To me "Ginger" is a sort of cross between yellow and brown. I think this is usgage has crept in from England where it is largely an offensive pejorative term of abuse.

It doesnt properly describe the colour of hair prevalent in Ireland which is closer to Orange.

The terms "red head" and "foxy" while capable of being used in an offensive manner are at least accurate in terms of colour.


----------



## mathepac (19 Dec 2009)

*Re: Where did the term "Ginger" come from when referring to people with red/ foxy hai*

It seems to have both racist (in connection with Irish / Scotch people) and homophobic (rhyming slang "ginger beer") connotations and has crept in here via two generations educated exclusively via internet chav culture, Heat magazine, tabloid newspapers and satellite TV soaps.

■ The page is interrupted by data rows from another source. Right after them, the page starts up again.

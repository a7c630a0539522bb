// std
use std::sync::Arc;
// crates.io
use httpmock::prelude::*;
use serde::Deserialize;
use serde_json::json;
// self
use blocks_client::{
	client::BlocksClient,
	config::ClientConfig,
	error::Error,
	session::{MemoryStore, SessionStore, TokenSecret},
};

const PROJECT_KEY: &str = "EF83CA37DE4F438AAD4DE4B1AB2B91F0";
const WIDGET_PATH: &str = "/demo/v1/Widget/Get";
const REFRESH_PATH: &str = "/authentication/v1/Token/Refresh";

#[derive(Debug, PartialEq, Deserialize)]
struct Widget {
	id: u32,
	name: String,
}

fn config_for(server: &MockServer) -> ClientConfig {
	ClientConfig::parse(&server.url("/"), PROJECT_KEY).expect("Mock server URL should parse.")
}

fn build_client_with(config: ClientConfig) -> (BlocksClient, MemoryStore) {
	let store = MemoryStore::new();
	let client = BlocksClient::new(config, Arc::new(store.clone()))
		.expect("Client should build for the mock environment.");

	(client, store)
}

fn build_client(server: &MockServer) -> (BlocksClient, MemoryStore) {
	build_client_with(config_for(server))
}

fn seed(store: &MemoryStore, access: &str, refresh: &str) {
	store.set_session(Some(TokenSecret::new(access)), Some(TokenSecret::new(refresh)));
}

#[tokio::test]
async fn expired_sessions_refresh_once_and_replay() {
	let server = MockServer::start_async().await;
	let (client, store) = build_client(&server);

	seed(&store, "stale-token", "refresh-token");

	let stale_mock = server
		.mock_async(|when, then| {
			when.method(GET).path(WIDGET_PATH).header("authorization", "Bearer stale-token");
			then.status(401)
				.header("content-type", "application/json")
				.body("{\"message\":\"expired\"}");
		})
		.await;
	let refresh_mock = server
		.mock_async(|when, then| {
			when.method(POST)
				.path(REFRESH_PATH)
				.header("x-blocks-key", PROJECT_KEY)
				.json_body(json!({ "refresh_token": "refresh-token" }));
			then.status(200)
				.header("content-type", "application/json")
				.body("{\"access_token\":\"fresh-token\",\"token_type\":\"bearer\"}");
		})
		.await;
	let fresh_mock = server
		.mock_async(|when, then| {
			when.method(GET).path(WIDGET_PATH).header("authorization", "Bearer fresh-token");
			then.status(200)
				.header("content-type", "application/json")
				.body("{\"id\":7,\"name\":\"anvil\"}");
		})
		.await;
	let widget = client
		.get::<Widget>("demo/v1/Widget/Get")
		.await
		.expect("Expired session should recover transparently.");

	stale_mock.assert_async().await;
	refresh_mock.assert_async().await;
	fresh_mock.assert_async().await;

	assert_eq!(widget, Widget { id: 7, name: "anvil".into() });

	let snapshot = store.snapshot();

	assert_eq!(snapshot.access_token.as_ref().map(|t| t.expose()), Some("fresh-token"));
	assert_eq!(snapshot.refresh_token.as_ref().map(|t| t.expose()), Some("refresh-token"));
	assert_eq!(client.refresh_metrics.attempts(), 1);
	assert_eq!(client.refresh_metrics.successes(), 1);
	assert_eq!(client.refresh_metrics.replays(), 1);
	assert_eq!(client.refresh_metrics.failures(), 0);
}

#[tokio::test]
async fn second_expiry_surfaces_without_another_refresh() {
	let server = MockServer::start_async().await;
	let (client, store) = build_client(&server);

	seed(&store, "stale-token", "refresh-token");

	server
		.mock_async(|when, then| {
			when.method(GET).path(WIDGET_PATH).header("authorization", "Bearer stale-token");
			then.status(401)
				.header("content-type", "application/json")
				.body("{\"message\":\"expired\"}");
		})
		.await;

	let refresh_mock = server
		.mock_async(|when, then| {
			when.method(POST).path(REFRESH_PATH);
			then.status(200)
				.header("content-type", "application/json")
				.body("{\"access_token\":\"fresh-token\",\"token_type\":\"bearer\"}");
		})
		.await;

	// The replay comes back expired as well; that answer must be final.
	server
		.mock_async(|when, then| {
			when.method(GET).path(WIDGET_PATH).header("authorization", "Bearer fresh-token");
			then.status(401)
				.header("content-type", "application/json")
				.body("{\"message\":\"still expired\"}");
		})
		.await;

	let err = client
		.get::<Widget>("demo/v1/Widget/Get")
		.await
		.expect_err("A second expiry should surface to the caller.");

	refresh_mock.assert_calls_async(1).await;

	assert_eq!(err.status(), 401);
	assert_eq!(err.to_string(), "still expired");
	assert_eq!(client.refresh_metrics.attempts(), 1);
	assert_eq!(client.refresh_metrics.replays(), 1);
}

#[tokio::test]
async fn missing_refresh_token_is_terminal_without_wire_traffic() {
	let server = MockServer::start_async().await;
	let (client, store) = build_client(&server);

	store.set_session(Some(TokenSecret::new("stale-token")), None);

	server
		.mock_async(|when, then| {
			when.method(GET).path(WIDGET_PATH);
			then.status(401)
				.header("content-type", "application/json")
				.body("{\"message\":\"expired\"}");
		})
		.await;

	let refresh_mock = server
		.mock_async(|when, then| {
			when.method(POST).path(REFRESH_PATH);
			then.status(200)
				.header("content-type", "application/json")
				.body("{\"access_token\":\"never\"}");
		})
		.await;
	let err = client
		.get::<Widget>("demo/v1/Widget/Get")
		.await
		.expect_err("Recovery without a refresh token should fail.");

	refresh_mock.assert_calls_async(0).await;

	assert_eq!(err.status(), 401);

	match err {
		Error::Api(api) => assert_eq!(api.body, json!({ "error": "invalid_request" })),
		other => panic!("Expected an application error, got {other:?}"),
	}

	assert_eq!(client.refresh_metrics.attempts(), 1);
	assert_eq!(client.refresh_metrics.failures(), 1);
	assert_eq!(client.refresh_metrics.replays(), 0);
}

#[tokio::test]
async fn refresh_rejection_leaves_the_session_untouched() {
	let server = MockServer::start_async().await;
	let (client, store) = build_client(&server);

	seed(&store, "stale-token", "refresh-token");

	let widget_mock = server
		.mock_async(|when, then| {
			when.method(GET).path(WIDGET_PATH);
			then.status(401)
				.header("content-type", "application/json")
				.body("{\"message\":\"expired\"}");
		})
		.await;

	// Rejections are recognized by body shape, whatever the HTTP status says.
	server
		.mock_async(|when, then| {
			when.method(POST).path(REFRESH_PATH);
			then.status(200)
				.header("content-type", "application/json")
				.body("{\"error\":\"invalid_request\",\"error_description\":\"refresh token expired\"}");
		})
		.await;

	let err = client
		.get::<Widget>("demo/v1/Widget/Get")
		.await
		.expect_err("A rejected refresh should fail the request.");

	widget_mock.assert_calls_async(1).await;

	assert_eq!(err.status(), 401);

	match err {
		Error::Api(api) => {
			assert_eq!(api.body["error"], "invalid_request");
			assert_eq!(api.body["error_description"], "refresh token expired");
		},
		other => panic!("Expected an application error, got {other:?}"),
	}

	let snapshot = store.snapshot();

	assert_eq!(snapshot.access_token.as_ref().map(|t| t.expose()), Some("stale-token"));
	assert_eq!(snapshot.refresh_token.as_ref().map(|t| t.expose()), Some("refresh-token"));
	assert_eq!(client.refresh_metrics.failures(), 1);
	assert_eq!(client.refresh_metrics.replays(), 0);
}

#[tokio::test]
async fn unrecognized_refresh_replies_count_as_rejections() {
	let server = MockServer::start_async().await;
	let (client, store) = build_client(&server);

	seed(&store, "stale-token", "refresh-token");

	server
		.mock_async(|when, then| {
			when.method(GET).path(WIDGET_PATH);
			then.status(401)
				.header("content-type", "application/json")
				.body("{\"message\":\"expired\"}");
		})
		.await;
	server
		.mock_async(|when, then| {
			when.method(POST).path(REFRESH_PATH);
			then.status(200).header("content-type", "application/json").body("{\"ok\":true}");
		})
		.await;

	let err = client
		.get::<Widget>("demo/v1/Widget/Get")
		.await
		.expect_err("A tokenless refresh reply should fail the request.");

	assert_eq!(err.status(), 401);

	match err {
		Error::Api(api) => assert_eq!(api.body, json!({ "ok": true })),
		other => panic!("Expected an application error, got {other:?}"),
	}

	assert_eq!(
		store.snapshot().access_token.as_ref().map(|t| t.expose()),
		Some("stale-token")
	);
}

#[tokio::test]
async fn refresh_transport_failures_surface_as_transport_errors() {
	let server = MockServer::start_async().await;
	let config = config_for(&server)
		.with_refresh_target("http://127.0.0.1:1/authentication/v1/Token/Refresh");
	let (client, store) = build_client_with(config);

	seed(&store, "stale-token", "refresh-token");

	server
		.mock_async(|when, then| {
			when.method(GET).path(WIDGET_PATH);
			then.status(401)
				.header("content-type", "application/json")
				.body("{\"message\":\"expired\"}");
		})
		.await;

	let err = client
		.get::<Widget>("demo/v1/Widget/Get")
		.await
		.expect_err("Nothing listens on the refresh port.");

	assert_eq!(err.status(), 500);
	assert!(matches!(err, Error::Transport(_)));
	assert_eq!(client.refresh_metrics.failures(), 1);
	assert_eq!(client.refresh_metrics.replays(), 0);
}

#[tokio::test]
async fn concurrent_expiries_each_run_their_own_refresh() {
	let server = MockServer::start_async().await;
	let (client, store) = build_client(&server);

	seed(&store, "stale-token", "refresh-token");

	for path in ["/demo/v1/Alpha/Get", "/demo/v1/Beta/Get"] {
		server
			.mock_async(|when, then| {
				when.method(GET).path(path).header("authorization", "Bearer stale-token");
				then.status(401)
					.header("content-type", "application/json")
					.body("{\"message\":\"expired\"}");
			})
			.await;
	}

	server
		.mock_async(|when, then| {
			when.method(POST).path(REFRESH_PATH);
			then.status(200)
				.header("content-type", "application/json")
				.body("{\"access_token\":\"fresh-token\",\"token_type\":\"bearer\"}");
		})
		.await;
	server
		.mock_async(|when, then| {
			when.method(GET).path("/demo/v1/Alpha/Get").header("authorization", "Bearer fresh-token");
			then.status(200)
				.header("content-type", "application/json")
				.body("{\"id\":1,\"name\":\"alpha\"}");
		})
		.await;
	server
		.mock_async(|when, then| {
			when.method(GET).path("/demo/v1/Beta/Get").header("authorization", "Bearer fresh-token");
			then.status(200)
				.header("content-type", "application/json")
				.body("{\"id\":2,\"name\":\"beta\"}");
		})
		.await;

	let (alpha, beta) = tokio::join!(
		client.get::<Widget>("demo/v1/Alpha/Get"),
		client.get::<Widget>("demo/v1/Beta/Get"),
	);
	let alpha = alpha.expect("Alpha request should recover.");
	let beta = beta.expect("Beta request should recover.");

	assert_eq!(alpha.id, 1);
	assert_eq!(beta.id, 2);
	assert_eq!(
		store.snapshot().access_token.as_ref().map(|t| t.expose()),
		Some("fresh-token")
	);

	// Without singleflight the callers may race into one or two exchanges; either way every
	// exchange succeeds and no caller sees a failure.
	let attempts = client.refresh_metrics.attempts();

	assert!((1..=2).contains(&attempts), "attempts = {attempts}");
	assert_eq!(client.refresh_metrics.successes(), attempts);
	assert_eq!(client.refresh_metrics.failures(), 0);
	assert_eq!(client.refresh_metrics.replays(), attempts);
}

Mind you it wasn't always a pejorative term, I seem to remember that Battler Britain, WWII Spitfire pilot and air-ace, had a wing-man called Ginger in the Hotspur!


----------



## haminka1 (19 Dec 2009)

*Re: Where did the term "Ginger" come from when referring to people with red/ foxy hai*

personally i don't understand the oversensitivity of the ginger... aehm, red-haired people ...
people grow up, what's your problem? i'm blond and there are some many jokes about blonde women - even i'm telling them, have absolutely no problem with it ... this PC culture is slowly damaging our brains, I find ...


----------



## mathepac (19 Dec 2009)

*Re: Where did the term "Ginger" come from when referring to people with red/ foxy hai*



haminka1 said:


> ...  many jokes about blond women ...


I'm sure there are, but I prefer the jokes about blonde women.


----------



## z107 (19 Dec 2009)

*Re: Where did the term "Ginger" come from when referring to people with red/ foxy hai*

Black people aren't black either.


----------



## ajapale (19 Dec 2009)

*Re: Where did the term "Ginger" come from when referring to people with red/ foxy hai*



haminka1 said:


> i don't understand the oversensitivity of the ginger... aehm, red-haired people ...
> people grow up, what's your problem? i'm blond and there are some many jokes about blond women - even i'm telling them, have absolutely no problem with it ... this PC culture is slowly damaging our brains, I find ...



Hi Ham,

This thread is about the term "Ginger". To my mind ginger describes a yellow/brown mix. I think the traditional  irish "foxy" is a bettter description of the orange colour hair that many Irish people have.

aj


----------



## Hoagy (19 Dec 2009)

*Re: Where did the term "Ginger" come from when referring to people with red/ foxy hai*

I was always called 'carrot' in school..


----------



## ajapale (19 Dec 2009)

*Re: Where did the term "Ginger" come from when referring to people with red/ foxy hai*

Yes "carrot" describes the hair colouring better than "ginger". Perhaps those cheap english tv shows are referring to people with yellow/brown hair colouring?


----------



## z107 (19 Dec 2009)

*Re: Where did the term "Ginger" come from when referring to people with red/ foxy hai*

carrots have green hair.


----------



## haminka1 (20 Dec 2009)

*Re: Where did the term "Ginger" come from when referring to people with red/ foxy hai*



mathepac said:


> I'm sure there are, but I prefer the jokes about blonde women.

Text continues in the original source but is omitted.